At trial, Boneberger testified that that Academy Director informed him that he shouldn’t bother applying for the job because it was going to a black female. After Boneberger’s employer selected a black female for the position, Boneberger’s supervisor told him that the selection was to “bring color down to the Academy.”
The jury also heard facts indicating that Boneberger had more relevant experience and seniority than the black female selected for the position.
Boom! The jury finds in favor of Boneberger and, in doing so, also awarded punitive damages.
Direct evidence of reverse-race discrimination against an “unusual employer.”

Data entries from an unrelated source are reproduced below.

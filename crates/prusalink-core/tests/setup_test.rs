// End-to-end setup/unload tests against a wiremock printer.
#![allow(clippy::unwrap_used)]

use std::sync::Arc;

use secrecy::SecretString;
use serde_json::json;
use wiremock::matchers::{method, path};
use wiremock::{Mock, MockServer, ResponseTemplate};

use prusalink_api::TransportConfig;
use prusalink_core::{
    ConfigEntry, CoreError, FAST_INTERVAL, FIRMWARE_ISSUE_ID, HostServices, MemoryEntryStore,
    MemoryIssueRegistry, setup,
};

// ── Helpers ─────────────────────────────────────────────────────────

fn status_body() -> serde_json::Value {
    json!({
        "printer": {
            "state": "IDLE",
            "temp_bed": 24.1,
            "target_bed": 0.0,
            "temp_nozzle": 26.0,
            "target_nozzle": 0.0
        }
    })
}

fn legacy_body() -> serde_json::Value {
    json!({
        "telemetry": {
            "temp-bed": 24.1,
            "temp-nozzle": 26.0,
            "material": "PLA"
        },
        "state": {
            "text": "Operational",
            "flags": { "operational": true, "ready": true }
        }
    })
}

/// Mount the full happy-path printer: probe, status, legacy, idle job.
async fn mock_printer(server: &MockServer) {
    Mock::given(method("GET"))
        .and(path("/api/v1/info"))
        .respond_with(ResponseTemplate::new(200).set_body_json(json!({ "name": "MK4" })))
        .mount(server)
        .await;
    Mock::given(method("GET"))
        .and(path("/api/v1/status"))
        .respond_with(ResponseTemplate::new(200).set_body_json(status_body()))
        .mount(server)
        .await;
    Mock::given(method("GET"))
        .and(path("/api/printer"))
        .respond_with(ResponseTemplate::new(200).set_body_json(legacy_body()))
        .mount(server)
        .await;
    Mock::given(method("GET"))
        .and(path("/api/v1/job"))
        .respond_with(ResponseTemplate::new(204))
        .mount(server)
        .await;
}

fn v1_entry(host: &str) -> ConfigEntry {
    ConfigEntry {
        title: "workshop".into(),
        host: host.into(),
        version: 1,
        api_key: Some(SecretString::from("K".to_owned())),
        username: None,
        password: None,
    }
}

fn v2_entry(host: &str) -> ConfigEntry {
    ConfigEntry {
        title: "workshop".into(),
        host: host.into(),
        version: 2,
        api_key: None,
        username: Some("maker".into()),
        password: Some(SecretString::from("K".to_owned())),
    }
}

struct Host {
    store: Arc<MemoryEntryStore>,
    issues: Arc<MemoryIssueRegistry>,
    services: HostServices,
}

fn host() -> Host {
    let store = Arc::new(MemoryEntryStore::new());
    let issues = Arc::new(MemoryIssueRegistry::new());
    let services = HostServices {
        store: Arc::clone(&store) as Arc<dyn prusalink_core::EntryStore>,
        issues: Arc::clone(&issues) as Arc<dyn prusalink_core::IssueRegistry>,
        transport: TransportConfig::default(),
    };
    Host {
        store,
        issues,
        services,
    }
}

// ── Setup ───────────────────────────────────────────────────────────

#[tokio::test]
async fn test_setup_v1_entry_migrates_and_populates_coordinators() {
    let server = MockServer::start().await;
    mock_printer(&server).await;
    let host = host();

    let integration = setup(v1_entry(&server.uri()), &host.services).await.unwrap();

    // Migration persisted the rewrite and the integration runs on it.
    assert_eq!(integration.entry().version, 2);
    assert_eq!(host.store.get("workshop").unwrap().version, 2);
    assert!(host.issues.is_empty());

    // All three first refreshes completed.
    let status = integration.status().data().unwrap();
    assert_eq!(status.printer.state, "IDLE");

    let legacy = integration.legacy_status().data().unwrap();
    assert_eq!(legacy.telemetry.material.as_deref(), Some("PLA"));

    let job = integration.job().data().unwrap();
    assert!(job.is_none(), "idle printer has no job");

    integration.unload().await;
}

#[tokio::test]
async fn test_setup_v2_entry_skips_migration() {
    let server = MockServer::start().await;
    mock_printer(&server).await;
    let host = host();

    let integration = setup(v2_entry(&server.uri()), &host.services).await.unwrap();

    // No migration ran, so nothing was persisted.
    assert!(host.store.is_empty());
    assert!(integration.status().data().is_some());

    integration.unload().await;
}

#[tokio::test]
async fn test_setup_fails_when_migration_probe_is_rejected() {
    let server = MockServer::start().await;
    Mock::given(method("GET"))
        .and(path("/api/v1/info"))
        .respond_with(ResponseTemplate::new(401))
        .mount(&server)
        .await;
    let host = host();

    let err = setup(v1_entry(&server.uri()), &host.services)
        .await
        .unwrap_err();

    assert!(matches!(err, CoreError::AuthenticationFailed { .. }));
    assert!(host.store.is_empty());
    assert!(host.issues.get(FIRMWARE_ISSUE_ID).is_some());
}

#[tokio::test]
async fn test_setup_fails_when_first_refresh_fails() {
    let server = MockServer::start().await;
    // Probe succeeds, but the status endpoint is broken.
    Mock::given(method("GET"))
        .and(path("/api/v1/info"))
        .respond_with(ResponseTemplate::new(200).set_body_json(json!({ "name": "MK4" })))
        .mount(&server)
        .await;
    Mock::given(method("GET"))
        .and(path("/api/v1/status"))
        .respond_with(ResponseTemplate::new(500))
        .mount(&server)
        .await;
    let host = host();

    let err = setup(v1_entry(&server.uri()), &host.services)
        .await
        .unwrap_err();

    assert!(matches!(err, CoreError::NotReady { .. }));
}

#[tokio::test]
async fn test_expect_change_speeds_up_all_coordinators() {
    let server = MockServer::start().await;
    mock_printer(&server).await;
    let host = host();

    let integration = setup(v2_entry(&server.uri()), &host.services).await.unwrap();

    integration.expect_change();

    // The shorter interval shows up at the next recomputation, i.e.
    // after the next refresh on each coordinator.
    integration.status().refresh().await;
    integration.legacy_status().refresh().await;
    integration.job().refresh().await;

    assert_eq!(integration.status().poll_interval(), FAST_INTERVAL);
    assert_eq!(integration.legacy_status().poll_interval(), FAST_INTERVAL);
    assert_eq!(integration.job().poll_interval(), FAST_INTERVAL);

    integration.unload().await;
}

// ── Unload ──────────────────────────────────────────────────────────

#[tokio::test]
async fn test_unload_stops_polling() {
    let server = MockServer::start().await;
    mock_printer(&server).await;
    let host = host();

    let integration = setup(v2_entry(&server.uri()), &host.services).await.unwrap();
    let requests_before = server.received_requests().await.unwrap().len();

    integration.unload().await;

    // Give any straggler task a moment, then confirm nothing new hit
    // the printer. The poll intervals are far longer than this window,
    // so any request here would mean a loop survived unload.
    tokio::time::sleep(std::time::Duration::from_millis(100)).await;
    let requests_after = server.received_requests().await.unwrap().len();
    assert_eq!(requests_before, requests_after);
}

In seeking a new trial, the employer argued that Mr. Boneberger was required to present something more than evidence that he was discriminated against because of his race; namely, “that background circumstances support the suspicion that the defendant is that unusual employer who discriminates against the majority.”
Now, if I could paraphrase the Court’s response to that argument, it would be something like, “Well, for f*ck’s sake!” In reality, however, it went like this:
In this case, plaintiff presented direct evidence of discrimination, specifically, testimony indicating that the decision-makers had determined, in advance, that a white male would not be hired for the position. This evidence shows “a specific link between the alleged discriminatory animus and the challenged decision, sufficient to support a finding by a reasonable fact finder that an illegitimate criterion actually motivated” the decision….In most cases, like in this one, the direct evidence is evidence that the defendant is just such an “unusual employer.”
Employment decisions should be “protected-class” blind.
As we’ve discussed many times on this blog, most recently here, commenting about race, religion, age, color, national origin, etc., in the workplace is dumb. Instead, when it comes to hiring/promotion/firing decisions, employers who base them on — oh, what’s the word — qualifications, generally fare best.